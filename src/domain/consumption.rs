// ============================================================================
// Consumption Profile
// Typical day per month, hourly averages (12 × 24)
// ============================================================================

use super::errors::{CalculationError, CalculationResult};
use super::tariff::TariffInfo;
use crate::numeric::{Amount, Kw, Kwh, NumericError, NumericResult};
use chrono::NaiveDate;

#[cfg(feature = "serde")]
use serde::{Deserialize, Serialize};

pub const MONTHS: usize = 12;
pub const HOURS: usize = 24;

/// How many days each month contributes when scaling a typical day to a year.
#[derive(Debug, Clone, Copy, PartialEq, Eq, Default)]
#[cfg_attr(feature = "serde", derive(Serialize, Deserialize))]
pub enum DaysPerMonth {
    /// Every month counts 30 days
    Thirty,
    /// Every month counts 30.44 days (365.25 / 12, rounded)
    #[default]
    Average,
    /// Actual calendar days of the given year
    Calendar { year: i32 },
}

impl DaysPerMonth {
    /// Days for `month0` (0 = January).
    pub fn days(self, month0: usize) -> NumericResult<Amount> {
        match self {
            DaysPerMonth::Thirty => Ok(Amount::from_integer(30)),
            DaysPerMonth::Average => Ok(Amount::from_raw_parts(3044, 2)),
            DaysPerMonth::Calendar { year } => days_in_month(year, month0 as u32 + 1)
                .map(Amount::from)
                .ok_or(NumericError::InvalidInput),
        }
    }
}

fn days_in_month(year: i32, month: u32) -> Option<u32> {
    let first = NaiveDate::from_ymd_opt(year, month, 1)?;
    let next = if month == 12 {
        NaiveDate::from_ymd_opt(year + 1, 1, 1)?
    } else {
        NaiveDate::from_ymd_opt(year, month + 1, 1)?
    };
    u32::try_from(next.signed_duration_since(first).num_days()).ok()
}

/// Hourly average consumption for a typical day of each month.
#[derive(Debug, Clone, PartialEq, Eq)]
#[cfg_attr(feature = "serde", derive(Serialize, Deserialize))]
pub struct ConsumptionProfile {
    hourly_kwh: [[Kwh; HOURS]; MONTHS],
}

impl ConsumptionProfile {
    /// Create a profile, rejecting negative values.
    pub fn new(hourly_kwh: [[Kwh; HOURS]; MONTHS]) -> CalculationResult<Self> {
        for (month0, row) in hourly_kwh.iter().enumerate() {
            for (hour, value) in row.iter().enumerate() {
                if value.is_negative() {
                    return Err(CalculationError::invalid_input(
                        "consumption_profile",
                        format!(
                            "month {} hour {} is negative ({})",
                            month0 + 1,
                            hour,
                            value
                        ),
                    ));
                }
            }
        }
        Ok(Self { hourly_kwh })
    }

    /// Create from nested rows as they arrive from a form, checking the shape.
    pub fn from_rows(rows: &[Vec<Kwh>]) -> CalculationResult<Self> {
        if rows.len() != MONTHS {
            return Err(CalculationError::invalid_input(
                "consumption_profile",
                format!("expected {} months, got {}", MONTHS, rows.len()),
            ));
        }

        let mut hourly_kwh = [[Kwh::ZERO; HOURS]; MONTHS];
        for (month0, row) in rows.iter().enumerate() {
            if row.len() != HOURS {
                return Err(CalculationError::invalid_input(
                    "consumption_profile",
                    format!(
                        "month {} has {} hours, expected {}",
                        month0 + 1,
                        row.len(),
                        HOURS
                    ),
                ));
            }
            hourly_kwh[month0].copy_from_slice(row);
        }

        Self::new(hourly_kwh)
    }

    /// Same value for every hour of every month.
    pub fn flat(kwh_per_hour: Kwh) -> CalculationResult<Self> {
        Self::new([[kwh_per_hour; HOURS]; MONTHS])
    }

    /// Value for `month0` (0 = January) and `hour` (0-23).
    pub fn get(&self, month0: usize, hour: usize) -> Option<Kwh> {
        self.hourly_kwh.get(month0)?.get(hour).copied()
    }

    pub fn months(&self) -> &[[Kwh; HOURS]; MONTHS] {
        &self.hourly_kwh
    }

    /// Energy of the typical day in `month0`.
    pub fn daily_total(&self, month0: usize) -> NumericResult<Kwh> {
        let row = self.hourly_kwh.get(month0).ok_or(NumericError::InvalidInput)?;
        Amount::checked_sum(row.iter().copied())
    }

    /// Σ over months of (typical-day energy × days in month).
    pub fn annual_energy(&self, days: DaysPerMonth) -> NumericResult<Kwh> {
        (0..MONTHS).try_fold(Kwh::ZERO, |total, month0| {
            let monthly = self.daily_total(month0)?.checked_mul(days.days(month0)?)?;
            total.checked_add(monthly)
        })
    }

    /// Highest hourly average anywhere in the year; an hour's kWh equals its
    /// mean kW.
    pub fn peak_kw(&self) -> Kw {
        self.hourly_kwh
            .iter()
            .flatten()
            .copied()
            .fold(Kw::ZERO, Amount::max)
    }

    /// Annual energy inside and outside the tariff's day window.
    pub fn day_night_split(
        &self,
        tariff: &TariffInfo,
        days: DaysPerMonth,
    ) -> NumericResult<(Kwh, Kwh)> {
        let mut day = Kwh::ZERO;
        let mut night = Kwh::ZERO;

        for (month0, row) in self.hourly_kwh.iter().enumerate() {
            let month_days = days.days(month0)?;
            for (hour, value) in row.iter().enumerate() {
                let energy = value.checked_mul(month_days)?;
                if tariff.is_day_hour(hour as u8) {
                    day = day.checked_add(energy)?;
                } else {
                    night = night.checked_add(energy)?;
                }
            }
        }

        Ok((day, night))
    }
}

========

- _GOAL OF THE EXERCISE_:
The required output is the line holding "let mut day = Kwh::ZERO;" plus every line after it in the data, reproduced exactly.

- _RESULT_:
        let mut day = Kwh::ZERO;
        let mut night = Kwh::ZERO;

        for (month0, row) in self.hourly_kwh.iter().enumerate() {
            let month_days = days.days(month0)?;
            for (hour, value) in row.iter().enumerate() {
                let energy = value.checked_mul(month_days)?;
                if tariff.is_day_hour(hour as u8) {
                    day = day.checked_add(energy)?;
                } else {
                    night = night.checked_add(energy)?;
                }
            }
        }

        Ok((day, night))
    }
}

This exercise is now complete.